Action item -
Look through the listing below and report how many lines contain "failed", as a bare number.

Data for the task -

• • • • •

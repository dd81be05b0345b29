mod builders;
mod classify;
mod codecs;
mod config;
mod format;
mod function;
mod function_kinds;
mod output;
mod sandbox;

use std::any::Any;
use std::io::Write;
use std::panic::AssertUnwindSafe;
use std::process::ExitCode;

use anyhow::{bail, Result};
use futures::FutureExt;
use tokio::io::AsyncReadExt;
use tracing::{error, info, info_span, Instrument};
use tracing_subscriber::EnvFilter;

use crate::classify::FunctionFailure;
use crate::config::{Config, Isolation};
use crate::function::{
    sniff_execution_id, FunctionKind, FunctionResult, Request, RequestError, RequestStorage,
    ResultRecord,
};
use crate::output::Emitter;
use crate::sandbox::child_process::{self, ChildProcessHost};
use crate::sandbox::in_process::InProcessHost;
use crate::sandbox::{ExecutionHost, Sandbox};

/// Either toggle switches the default log filter to debug.
const DEBUG_TOGGLES: [&str; 2] = ["FUNC_SANDBOX_DEBUG", "FUNC_SANDBOX_LOG"];

fn print_help() {
    println!(
        "\
func-sandbox v{}

Runs one untrusted function under time and capability bounds.

USAGE:
    func-sandbox [OPTIONS] <KIND> < request.json

ARGUMENTS:
    KIND    Function kind: actionRun, before, confirmation, management,
            resolverFunction, schemaVariantDefinition, validation

OPTIONS:
    -c, --config <PATH>    Path to TOML configuration file
    -h, --help             Print this help message and exit
    -V, --version          Print version and exit

ENVIRONMENT VARIABLES:
    Variables are referenced in the config file via ${{VAR_NAME}} syntax.

    FUNC_SANDBOX_CONFIG    Configuration file used when --config is absent
    RUST_LOG               Log level filter for tracing
                           (e.g. debug, func_sandbox=debug,warn)
    FUNC_SANDBOX_DEBUG     When set, logs at debug level unless RUST_LOG is set
    FUNC_SANDBOX_LOG       Same as FUNC_SANDBOX_DEBUG

OUTPUT:
    Newline-delimited JSON on stdout: zero or more {{\"protocol\":\"output\"}}
    records followed by exactly one {{\"protocol\":\"result\"}} record.
    Logs go to stderr.

EXAMPLES:
    func-sandbox actionRun < request.json
    func-sandbox --config /etc/func-sandbox.toml validation < request.json
    FUNC_SANDBOX_DEBUG=1 func-sandbox before < request.json",
        env!("CARGO_PKG_VERSION"),
    );
}

enum Mode {
    Run { kind: String, config: Option<String> },
    Isolate,
}

fn parse_args(mut args: impl Iterator<Item = String>) -> Result<Mode> {
    let mut kind = None;
    let mut config = None;
    while let Some(arg) = args.next() {
        match arg.as_str() {
            "--isolate" => return Ok(Mode::Isolate),
            "--config" | "-c" => match args.next() {
                Some(path) => config = Some(path),
                None => bail!("--config requires a path"),
            },
            flag if flag.starts_with('-') => bail!("unknown option `{flag}`"),
            _ if kind.is_some() => bail!("unexpected argument `{arg}`"),
            _ => kind = Some(arg),
        }
    }
    match kind {
        Some(kind) => Ok(Mode::Run { kind, config }),
        None => bail!("missing function kind"),
    }
}

fn init_logging() {
    let default = if DEBUG_TOGGLES.iter().any(|name| std::env::var_os(name).is_some()) {
        "func_sandbox=debug"
    } else {
        "func_sandbox=warn"
    };
    // stdout carries the protocol
    tracing_subscriber::fmt()
        .with_writer(std::io::stderr)
        .with_env_filter(EnvFilter::try_from_default_env().unwrap_or_else(|_| EnvFilter::new(default)))
        .init();
}

#[tokio::main]
async fn main() -> ExitCode {
    // Handle --help / --version before anything else
    for arg in std::env::args().skip(1) {
        match arg.as_str() {
            "--version" | "-V" => {
                println!("func-sandbox v{}", env!("CARGO_PKG_VERSION"));
                return ExitCode::SUCCESS;
            }
            "--help" | "-h" => {
                print_help();
                return ExitCode::SUCCESS;
            }
            _ => {}
        }
    }

    init_logging();

    match parse_args(std::env::args().skip(1)) {
        Ok(Mode::Isolate) => match child_process::serve().await {
            Ok(0) => ExitCode::SUCCESS,
            Ok(_) => ExitCode::FAILURE,
            Err(e) => {
                eprintln!("isolate failed: {e:#}");
                ExitCode::FAILURE
            }
        },
        Ok(Mode::Run { kind, config }) => run(&kind, config.as_deref()).await,
        Err(e) => {
            eprintln!("error: {e}\n\nRun `func-sandbox --help` for usage.");
            ExitCode::FAILURE
        }
    }
}

/// Serves one request from stdin. Whatever happens, exactly one result
/// record reaches stdout.
async fn run(kind: &str, config_flag: Option<&str>) -> ExitCode {
    let mut emitter = Emitter::new(std::io::stdout());
    let mut input = String::new();
    if let Err(e) = tokio::io::stdin().read_to_string(&mut input).await {
        return last_resort(&mut emitter, "", &format!("failed to read request: {e}"));
    }
    let execution_id = sniff_execution_id(&input);

    let span = info_span!("request", run = %uuid::Uuid::new_v4(), %execution_id);
    let handled = AssertUnwindSafe(handle(kind, config_flag, &input, &mut emitter).instrument(span))
        .catch_unwind()
        .await;

    match handled {
        Ok(Ok(code)) => code,
        Ok(Err(e)) => last_resort(&mut emitter, &execution_id, &format!("{e:#}")),
        Err(panic) => last_resort(&mut emitter, &execution_id, &panic_message(panic.as_ref())),
    }
}

async fn handle<W: Write>(
    kind: &str,
    config_flag: Option<&str>,
    input: &str,
    emitter: &mut Emitter<W>,
) -> Result<ExitCode> {
    let kind = match kind.parse::<FunctionKind>() {
        Ok(kind) => kind,
        Err(e) => return reject(emitter, &sniff_execution_id(input), &e),
    };
    let request = match Request::parse(input) {
        Ok(request) => request,
        Err(e) => return reject(emitter, &sniff_execution_id(input), &e),
    };

    let config = Config::discover(config_flag)?;
    let sandbox = Sandbox::new(
        host(&config)?,
        config.limits.clone(),
        config.sandbox.default_timeout_secs,
    );
    let prepared = match sandbox.prepare(kind, &request) {
        Ok(prepared) => prepared,
        Err(e) => return reject(emitter, request.execution_id(), &e),
    };

    info!(%kind, isolation = ?config.sandbox.isolation, "running function");
    let record = sandbox.execute(prepared, emitter).await;
    emitter.finish(&record)?;
    Ok(ExitCode::SUCCESS)
}

fn host(config: &Config) -> Result<Box<dyn ExecutionHost>> {
    Ok(match config.sandbox.isolation {
        Isolation::ChildProcess => Box::new(ChildProcessHost {
            program: config.isolate_program()?,
            max_stderr_bytes: config.limits.max_stderr_bytes,
        }),
        Isolation::InProcess => Box::new(InProcessHost),
    })
}

/// Protocol errors: no guest code ran.
fn reject<W: Write>(emitter: &mut Emitter<W>, execution_id: &str, err: &RequestError) -> Result<ExitCode> {
    error!("rejecting request: {err}");
    let record = ResultRecord {
        result: FunctionResult::failure(execution_id, FunctionFailure::from(err)),
        request_storage: RequestStorage::default(),
    };
    emitter.finish(&record)?;
    Ok(ExitCode::FAILURE)
}

fn last_resort<W: Write>(emitter: &mut Emitter<W>, execution_id: &str, message: &str) -> ExitCode {
    error!("request failed outside the function: {message}");
    let record = ResultRecord {
        result: FunctionResult::failure(execution_id, FunctionFailure::sandbox(message)),
        request_storage: RequestStorage::default(),
    };
    if let Err(e) = emitter.finish(&record) {
        eprintln!("failed to write result: {e}");
    }
    ExitCode::FAILURE
}

fn panic_message(panic: &(dyn Any + Send)) -> String {
    match panic.downcast_ref::<&str>() {
        Some(message) => message.to_string(),
        None => match panic.downcast_ref::<String>() {
            Some(message) => message.clone(),
            None => "sandbox panicked".to_string(),
        },
    }
}
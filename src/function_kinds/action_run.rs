use std::str::FromStr;

use serde::{Deserialize, Serialize};
use serde_json::Value;

use super::{optional_string, present, require_object, KindContract, Resolved};
use crate::classify::{FailureKind, FunctionFailure};
use crate::function::SuccessData;
use crate::sandbox::wrapper::Template;

/// Resource health reported by action and management functions.
#[derive(Debug, Clone, Copy, PartialEq, Eq, Serialize, Deserialize)]
#[serde(rename_all = "lowercase")]
pub enum Health {
    Ok,
    Warning,
    Error,
}

impl FromStr for Health {
    type Err = ();

    fn from_str(s: &str) -> Result<Self, Self::Err> {
        match s {
            "ok" => Ok(Health::Ok),
            "warning" => Ok(Health::Warning),
            "error" => Ok(Health::Error),
            _ => Err(()),
        }
    }
}

#[derive(Debug, Clone, Default, Deserialize)]
pub struct ActionRunPayload {
    #[serde(default)]
    pub args: Value,
}

#[derive(Debug, Clone, PartialEq, Serialize)]
#[serde(rename_all = "camelCase")]
pub struct ActionRunSuccess {
    pub payload: Value,
    pub health: Health,
    #[serde(skip_serializing_if = "Option::is_none")]
    pub message: Option<String>,
    #[serde(skip_serializing_if = "Option::is_none")]
    pub resource_id: Option<String>,
}

fn wrong(message: &str) -> FunctionFailure {
    FunctionFailure::new(FailureKind::ActionFieldWrongType, message)
}

impl KindContract for ActionRunPayload {
    fn arguments(&self) -> Vec<Value> {
        vec![self.args.clone()]
    }

    fn template(&self) -> Template {
        Template::ACTION_RUN
    }

    fn resolve(&self, returned: Option<Value>) -> Result<Resolved, FunctionFailure> {
        let object = require_object(returned)?;

        let status = match present(&object, "status") {
            Some(Value::String(status)) => status.as_str(),
            _ => return Err(wrong("The status field type must be string")),
        };
        let health = Health::from_str(status)
            .map_err(|_| wrong("The status field must be one of 'ok', 'warning' or 'error'"))?;

        let message = present(&object, "message");
        match (health, message) {
            (Health::Ok, Some(_)) => {
                return Err(wrong("The message field type must be undefined when status is 'ok'"))
            }
            (Health::Warning | Health::Error, Some(Value::String(_))) | (Health::Ok, None) => {}
            (Health::Warning | Health::Error, _) => {
                return Err(wrong("The message field type must be string when status is not 'ok'"))
            }
        }
        let message = optional_string(&object, "message", FailureKind::ActionFieldWrongType)?;
        let resource_id = optional_string(&object, "resourceId", FailureKind::ActionFieldWrongType)?;

        Ok(SuccessData::ActionRun(ActionRunSuccess {
            payload: object.get("payload").cloned().unwrap_or(Value::Null),
            health,
            message,
            resource_id,
        })
        .into())
    }
}
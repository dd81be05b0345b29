//! Turns guest source plus a handler name into one self-contained script.
//!
//! The script hands an async entry point to the bootstrap's start hook. The
//! hook resolves the invocation exactly once, whether the handler returns a
//! value, resolves a promise, throws synchronously or rejects.

use crate::function::RequestError;
use crate::function_kinds::GuestSource;

const RESERVED: &[&str] = &[
    "await", "break", "case", "catch", "class", "const", "continue", "debugger", "default",
    "delete", "do", "else", "enum", "export", "extends", "false", "finally", "for", "function",
    "if", "import", "in", "instanceof", "let", "new", "null", "return", "super", "switch", "this",
    "throw", "true", "try", "typeof", "var", "void", "while", "with", "yield",
];

/// Per-kind glue: statements run before the handler and the argument list it
/// is called with. Both see the kind's positional arguments as `__args`.
#[derive(Debug, Clone, Copy, PartialEq, Eq)]
pub struct Template {
    pub name: &'static str,
    pub setup: &'static str,
    pub call: &'static str,
}

impl Template {
    pub const ACTION_RUN: Template = Template {
        name: "actionRun",
        setup: "const __previousPayload = __args[0]?.properties?.resource?.payload ?? null;",
        call: "__args[0], __previousPayload",
    };

    pub const BEFORE: Template = Template {
        name: "before",
        setup: "",
        call: "__args[0]",
    };

    pub const CONFIRMATION: Template = Template {
        name: "confirmation",
        setup: "",
        call: "__args[0]",
    };

    pub const MANAGEMENT: Template = Template {
        name: "management",
        setup: "",
        call: "__args[0]",
    };

    pub const RESOLVER_FUNCTION: Template = Template {
        name: "resolverFunction",
        setup: "",
        call: "__args[0], __args[1]",
    };

    pub const SCHEMA_VARIANT_DEFINITION: Template = Template {
        name: "schemaVariantDefinition",
        setup: "",
        call: "",
    };

    pub const VALIDATION: Template = Template {
        name: "validation",
        setup: "",
        call: "__args[0]",
    };

    pub const VALIDATION_FORMAT: Template = Template {
        name: "validationFormat",
        setup: "",
        call: "__args[0], __args[1]",
    };
}

/// ASCII JavaScript identifier that is not a reserved word.
pub fn is_valid_handler(handler: &str) -> bool {
    let mut chars = handler.chars();
    let Some(first) = chars.next() else {
        return false;
    };
    let head = first.is_ascii_alphabetic() || first == '_' || first == '$';
    head && chars.all(|c| c.is_ascii_alphanumeric() || c == '_' || c == '$')
        && !RESERVED.contains(&handler)
}

/// Builds the script for `guest` under `template`.
///
/// The guest source is evaluated inside its own function scope, so its
/// top-level declarations never reach the global object.
pub fn wrap(guest: &GuestSource, template: Template) -> Result<String, RequestError> {
    let handler = guest.handler.as_str();
    if !is_valid_handler(handler) {
        return Err(RequestError::InvalidHandler(handler.to_string()));
    }

    let mut script = String::with_capacity(guest.code.len() + 512);
    script.push_str("(() => {\n");
    script.push_str("const __start = globalThis.__sandboxStart;\n");
    script.push_str("delete globalThis.__sandboxStart;\n");
    script.push_str("__start(async (__args) => {\n");
    if !template.setup.is_empty() {
        script.push_str(template.setup);
        script.push('\n');
    }
    script.push_str("const __handler = (() => {\n");
    script.push_str(&guest.code);
    script.push_str("\n;return typeof ");
    script.push_str(handler);
    script.push_str(" === \"function\" ? ");
    script.push_str(handler);
    script.push_str(" : undefined;\n})();\n");
    script.push_str("if (__handler === undefined) {\n");
    script.push_str("throw new ReferenceError(\"");
    script.push_str(handler);
    script.push_str(" is not defined or is not a function\");\n}\n");
    script.push_str("return await __handler(");
    script.push_str(template.call);
    script.push_str(");\n});\n})();\n");
    Ok(script)
}

#[cfg(test)]
mod tests {
    use super::*;

    fn guest(handler: &str) -> GuestSource {
        GuestSource {
            code: "function main(a) { return a; }".into(),
            handler: handler.into(),
        }
    }

    #[test]
    fn test_rejects_invalid_handler_names() {
        for bad in ["", "1main", "main()", "a.b", "return", "x; process.exit()"] {
            assert!(
                matches!(wrap(&guest(bad), Template::BEFORE), Err(RequestError::InvalidHandler(_))),
                "{bad}"
            );
        }
        assert!(wrap(&guest("$main_2"), Template::BEFORE).is_ok());
    }

    #[test]
    fn test_script_calls_handler_with_template_arguments() {
        let script = wrap(&guest("main"), Template::ACTION_RUN).unwrap();
        assert!(script.contains("const __previousPayload = __args[0]?.properties?.resource?.payload ?? null;"));
        assert!(script.contains("return await __handler(__args[0], __previousPayload);"));
        assert!(script.contains("function main(a) { return a; }"));
        assert!(script.starts_with("(() => {"));
    }

    #[test]
    fn test_schema_variant_definition_takes_no_arguments() {
        let script = wrap(&guest("main"), Template::SCHEMA_VARIANT_DEFINITION).unwrap();
        assert!(script.contains("return await __handler();"));
    }

    #[test]
    fn test_guest_source_is_terminated_before_lookup() {
        let source = GuestSource {
            code: "// trailing comment without newline".into(),
            handler: "main".into(),
        };
        let script = wrap(&source, Template::BEFORE).unwrap();
        assert!(script.contains("// trailing comment without newline\n;return typeof main"));
    }
}
//! The capability set handed to one isolate.
//!
//! A [`CapabilitySet`] is built from the function kind alone and never
//! changes afterwards. The bootstrap script turns it into guest globals; the
//! ops consult the same struct (through the isolate's op state) before
//! touching request storage or builders, so a capability the bootstrap did
//! not install cannot be reached through the ops either.

use serde::Serialize;

use crate::builders::BUILDER_NAMES;
use crate::function::{FunctionKind, StorageAccess};

const CORE_JS: &str = include_str!("js/core.js");
const LODASH_JS: &str = include_str!("js/lodash.js");
const JOI_JS: &str = include_str!("js/joi.js");
const BUILDERS_JS: &str = include_str!("js/builders.js");

// `ops` is captured by the bootstrap closure; nothing else may reach the
// runtime internals (`__bootstrap.core.print` writes straight to stdout).
const LOCKDOWN_JS: &str = r#"
delete globalThis.__bootstrap;
delete globalThis.Deno;
delete globalThis.eval;
for (const name of ["__bootstrap", "Deno", "eval"]) {
  if (name in globalThis) throw new Error(`${name} is still reachable from guest code`);
}
const AsyncFunction = (async function () {}).constructor;
const GeneratorFunction = (function* () {}).constructor;
for (const proto of [Function.prototype, AsyncFunction.prototype, GeneratorFunction.prototype]) {
  Object.defineProperty(proto, "constructor", { value: undefined, configurable: false, writable: false });
}
"#;

/// Globals installed for every kind.
const BASE_GLOBALS: &[&str] = &[
    "console",
    "setTimeout",
    "clearTimeout",
    "YAML",
    "TOML",
    "jsonpatch",
    "zlib",
    "base64",
    "btoa",
    "atob",
    "requestStorage",
    "_",
];

#[derive(Debug, Clone, PartialEq, Eq, Serialize)]
#[serde(rename_all = "camelCase")]
pub struct CapabilitySet {
    pub kind: FunctionKind,
    pub storage_write: bool,
    pub joi: bool,
    pub builders: Vec<&'static str>,
}

impl CapabilitySet {
    pub fn for_kind(kind: FunctionKind) -> Self {
        let (storage_write, joi, builders) = match kind {
            FunctionKind::ActionRun
            | FunctionKind::Before
            | FunctionKind::Confirmation
            | FunctionKind::Management
            | FunctionKind::ResolverFunction => (true, false, Vec::new()),
            FunctionKind::SchemaVariantDefinition => (false, true, BUILDER_NAMES.to_vec()),
            FunctionKind::Validation => (false, true, Vec::new()),
        };
        Self {
            kind,
            storage_write,
            joi,
            builders,
        }
    }

    pub fn storage_access(&self) -> StorageAccess {
        if self.storage_write {
            StorageAccess::ReadWrite
        } else {
            StorageAccess::ReadOnly
        }
    }

    pub fn allows_builder(&self, name: &str) -> bool {
        self.builders.contains(&name)
    }

    /// Every global name guest code of this kind can see.
    pub fn globals(&self) -> Vec<&'static str> {
        let mut globals = BASE_GLOBALS.to_vec();
        if self.joi {
            globals.push("Joi");
        }
        globals.extend(self.builders.iter().copied());
        globals
    }

    /// Script that installs this set and then locks the global scope down.
    /// Runs once per isolate, before any guest code.
    pub fn bootstrap_script(&self) -> String {
        let caps = serde_json::to_string(self).unwrap_or_else(|_| "{}".to_string());

        let mut script = String::with_capacity(16 * 1024);
        script.push_str("((ops, caps) => {\n");
        script.push_str(CORE_JS);
        script.push_str("{\n");
        script.push_str(LODASH_JS);
        script.push_str("}\n");
        if self.joi {
            script.push_str("{\n");
            script.push_str(JOI_JS);
            script.push_str("}\n");
        }
        if !self.builders.is_empty() {
            script.push_str("{\n");
            script.push_str(BUILDERS_JS);
            script.push_str("}\n");
        }
        script.push_str(LOCKDOWN_JS);
        script.push_str("})(Deno.core.ops, ");
        script.push_str(&caps);
        script.push_str(");\n");
        script
    }
}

• • • • •

Result of this task -
4